Digital information can be in the form of images, hyperlinks through reports or blogs, audio files, video files or podcasts. This type of learning content is referred to by Howell (2012) as “recreational technology” (p. 139), Students using digital information outside of their school classes create an challenge for teachers as teachers are then required to translate these recreational technologies into forms of “learning technology” (p. 139). Howell (2014b) reflects that the best way to achieve “active participation” is to expose students to a variety of different learning tools. Digital fluency is taking “into account the skills that are needed to successfully use digital technologies for learning e.g. critical thinking and collaboration” (White, 2013, p. 9). Digital information and digital fluency are used frequently within a classroom environment and is captured by research performed by White (2013) on behalf of the Australian Council for Educational Research. White’s research (2013) states that “students would need to be fluent online, with the web, text, audio, animation, video, remixing, design, downloading and uploading, and fluent in critical thinking, collaboration and deciding relevancy” (p. 7) in order to process the information and be fluent for online learning. Therefore, teachers must ensure worthy resources such as the use of hypertexts and eBooks (Howell, 2012, p. 139) from online sources are implemented to ensure that the correct understanding and interpretation is learnt by the students. Digital tools used as a teaching strategy expand student’s abilities to become digitally fluent, engaged and promote participation. (Howell, 2014b).
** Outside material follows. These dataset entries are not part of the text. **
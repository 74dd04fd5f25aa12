// src/pacman/local.rs

//! Reader for pacman's local package database
//!
//! Every installed package has a directory `<db_path>/local/<name>-<version>/`
//! whose `desc` file lists metadata in `%FIELD%` blocks:
//!
//! ```text
//! %NAME%
//! make
//!
//! %GROUPS%
//! base-devel
//!
//! %REASON%
//! 1
//! ```
//!
//! A `%REASON%` of `1` marks a dependency; a missing reason means explicit.

use super::{GroupMap, PackageDatabase, cached};
use crate::error::{Error, Result};
use std::cell::OnceCell;
use std::collections::{BTreeSet, HashMap};
use std::fs;
use std::path::{Path, PathBuf};
use tracing::{debug, warn};

/// One installed package as recorded in the local database
#[derive(Debug, Clone, PartialEq, Eq)]
pub struct LocalPackage {
    pub name: String,
    pub version: Option<String>,
    pub groups: Vec<String>,
    pub explicit: bool,
}

#[derive(Debug, Default)]
struct Snapshot {
    groups: GroupMap,
    explicit: BTreeSet<String>,
    installed: BTreeSet<String>,
}

impl Snapshot {
    fn from_packages(packages: Vec<LocalPackage>) -> Self {
        let mut snapshot = Snapshot::default();
        for package in packages {
            for group in &package.groups {
                snapshot
                    .groups
                    .entry(group.clone())
                    .or_default()
                    .insert(package.name.clone());
            }
            if package.explicit {
                snapshot.explicit.insert(package.name.clone());
            }
            snapshot.installed.insert(package.name);
        }
        snapshot
    }
}

/// Backend reading `<db_path>/local` without invoking pacman
#[derive(Debug)]
pub struct LocalDatabase {
    db_path: PathBuf,
    snapshot: OnceCell<Snapshot>,
}

impl LocalDatabase {
    pub fn new(db_path: &Path) -> Self {
        Self {
            db_path: db_path.to_path_buf(),
            snapshot: OnceCell::new(),
        }
    }

    /// Read every package entry under `<db_path>/local`
    pub fn read_packages(&self) -> Result<Vec<LocalPackage>> {
        let local_dir = self.db_path.join("local");
        debug!("Reading local database: {}", local_dir.display());

        let entries = fs::read_dir(&local_dir).map_err(|e| {
            Error::Database(format!("cannot read {}: {}", local_dir.display(), e))
        })?;

        let mut packages = Vec::new();
        for entry in entries {
            let entry = entry?;
            if !entry.file_type()?.is_dir() {
                continue;
            }

            let desc_path = entry.path().join("desc");
            let content = match fs::read_to_string(&desc_path) {
                Ok(content) => content,
                Err(e) => {
                    warn!("Skipping {}: {}", entry.path().display(), e);
                    continue;
                }
            };
            let package = parse_desc(&content).map_err(|e| match e {
                Error::Database(msg) => {
                    Error::Database(format!("{}: {}", desc_path.display(), msg))
                }
                other => other,
            })?;
            debug!(
                "Installed: {} {}",
                package.name,
                package.version.as_deref().unwrap_or("(unknown version)")
            );
            packages.push(package);
        }

        debug!("Found {} installed packages", packages.len());
        Ok(packages)
    }

    fn snapshot(&self) -> Result<&Snapshot> {
        cached(&self.snapshot, || {
            Ok(Snapshot::from_packages(self.read_packages()?))
        })
    }
}

impl PackageDatabase for LocalDatabase {
    fn groups(&self) -> Result<&GroupMap> {
        Ok(&self.snapshot()?.groups)
    }

    fn explicit_packages(&self) -> Result<&BTreeSet<String>> {
        Ok(&self.snapshot()?.explicit)
    }

    fn installed_packages(&self) -> Result<&BTreeSet<String>> {
        Ok(&self.snapshot()?.installed)
    }
}

/// Split a desc file into its `%FIELD%` blocks
///
/// Any line of the form `%X%` starts a new block, so a value shaped like a
/// header would be misread. pacman never writes such values.
pub fn parse_desc_fields(content: &str) -> HashMap<String, Vec<String>> {
    let mut fields = HashMap::new();
    let mut current_field: Option<String> = None;
    let mut values: Vec<String> = Vec::new();

    for line in content.lines() {
        let trimmed = line.trim();

        if trimmed.len() > 1 && trimmed.starts_with('%') && trimmed.ends_with('%') {
            if let Some(field) = current_field.take() {
                fields.insert(field, std::mem::take(&mut values));
            }
            current_field = Some(trimmed[1..trimmed.len() - 1].to_string());
        } else if !trimmed.is_empty() && current_field.is_some() {
            values.push(trimmed.to_string());
        }
    }

    if let Some(field) = current_field {
        fields.insert(field, values);
    }

    fields
}

/// Parse one package's desc file
pub fn parse_desc(content: &str) -> Result<LocalPackage> {
    let mut fields = parse_desc_fields(content);

    let name = fields
        .get("NAME")
        .and_then(|v| v.first())
        .cloned()
        .ok_or_else(|| Error::Database("missing %NAME% field".to_string()))?;

    let version = fields.get("VERSION").and_then(|v| v.first()).cloned();
    let groups = fields.remove("GROUPS").unwrap_or_default();
    let explicit = match fields.get("REASON").and_then(|v| v.first()) {
        None => true,
        Some(reason) => reason == "0",
    };

    Ok(LocalPackage {
        name,
        version,
        groups,
        explicit,
    })
}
In order for teachers to integrate digital information and fluency in a classroom, the use of Information and Communication Technology (ICT) capability is part of the general capabilities within the Australian Curriculum Assessment and Reporting Authority (ACARA, 2013). Teachers may use content curation websites such as Pinterest or Diigo in order to store information which is relevant to a specific topic. The Australian Curriculum Science: Science Understanding: Development of the geosphere content descriptor (Australian Curriculum and Assessment Reporting Authority [ACARA], n.d., ACSES018) will be used within the classroom by having students present their findings in a Microsoft Office programme (Excel, Word, Publisher or Powerpoint) showing the Earth as a layered structure. The findings report must include hyperlinks, images and tables which will be used to further develop student’s lifelong learning on the topic.
Figure 1. Classroom ideas – investigating the layers of the earth (Maggie’s Science Connection, n.d.)
Digital information and the relationship of digital fluency are imperative in successful classrooms for learning new skills, motivating and engaging students (Woolfolk & Margetts, 2013, p. 453). As digital information and digital fluency merge, students and teachers enhance learning abilities and opportunities to increase lifelong learning as well as the opportunities to collaborate and multitask.